# What to work on:
Type out each entry exactly.

# Records for this exercise:
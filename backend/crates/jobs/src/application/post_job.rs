//! Post Job Use Case
//!
//! Creates a job posting under an existing company.

use std::sync::Arc;

use accounts::domain::repository::CompanyRepository;
use accounts::models::ids::CompanyId;

use crate::domain::entity::job::Job;
use crate::domain::repository::JobRepository;
use crate::domain::value_object::salary_range::SalaryRange;
use crate::error::{JobsError, JobsResult};

/// Post job input
pub struct PostJobInput {
    pub company_id: CompanyId,
    pub title: String,
    pub description: String,
    pub location: String,
    pub salary_min: i64,
    pub salary_max: i64,
}

/// Post job use case
pub struct PostJobUseCase<P, J>
where
    P: CompanyRepository,
    J: JobRepository,
{
    company_repo: Arc<P>,
    job_repo: Arc<J>,
}

impl<P, J> PostJobUseCase<P, J>
where
    P: CompanyRepository,
    J: JobRepository,
{
    pub fn new(company_repo: Arc<P>, job_repo: Arc<J>) -> Self {
        Self {
            company_repo,
            job_repo,
        }
    }

    pub async fn execute(&self, input: PostJobInput) -> JobsResult<Job> {
        if !self.company_repo.exists_by_id(&input.company_id).await? {
            return Err(JobsError::CompanyNotFound);
        }

        let title = input.title.trim().to_string();
        if title.is_empty() {
            return Err(JobsError::Validation("title must not be empty".to_string()));
        }

        let salary = SalaryRange::new(input.salary_min, input.salary_max)
            .map_err(|e| JobsError::Validation(e.to_string()))?;

        let job = Job::new(
            input.company_id,
            title,
            input.description,
            input.location,
            salary,
        );

        self.job_repo.create(&job).await?;

        tracing::info!(
            job_id = %job.job_id,
            company_id = %job.company_id,
            "Job posted"
        );

        Ok(job)
    }
}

# Output for this task:
filename backend/crates/jobs/src/application/post_job.rs
//! Post Job Use Case
//!
//! Creates a job posting under an existing company.

use std::sync::Arc;

use accounts::domain::repository::CompanyRepository;
use accounts::models::ids::CompanyId;

use crate::domain::entity::job::Job;
use crate::domain::repository::JobRepository;
use crate::domain::value_object::salary_range::SalaryRange;
use crate::error::{JobsError, JobsResult};

/// Post job input
pub struct PostJobInput {
    pub company_id: CompanyId,
    pub title: String,
    pub description: String,
    pub location: String,
    pub salary_min: i64,
    pub salary_max: i64,
}

/// Post job use case
pub struct PostJobUseCase<P, J>
where
    P: CompanyRepository,
    J: JobRepository,
{
    company_repo: Arc<P>,
    job_repo: Arc<J>,
}

impl<P, J> PostJobUseCase<P, J>
where
    P: CompanyRepository,
    J: JobRepository,
{
    pub fn new(company_repo: Arc<P>, job_repo: Arc<J>) -> Self {
        Self {
            company_repo,
            job_repo,
        }
    }

    pub async fn execute(&self, input: PostJobInput) -> JobsResult<Job> {
        if !self.company_repo.exists_by_id(&input.company_id).await? {
            return Err(JobsError::CompanyNotFound);
        }

        let title = input.title.trim().to_string();
        if title.is_empty() {
            return Err(JobsError::Validation("title must not be empty".to_string()));
        }

        let salary = SalaryRange::new(input.salary_min, input.salary_max)
            .map_err(|e| JobsError::Validation(e.to_string()))?;

        let job = Job::new(
            input.company_id,
            title,
            input.description,
            input.location,
            salary,
        );

        self.job_repo.create(&job).await?;

        tracing::info!(
            job_id = %job.job_id,
            company_id = %job.company_id,
            "Job posted"
        );

        Ok(job)
    }
}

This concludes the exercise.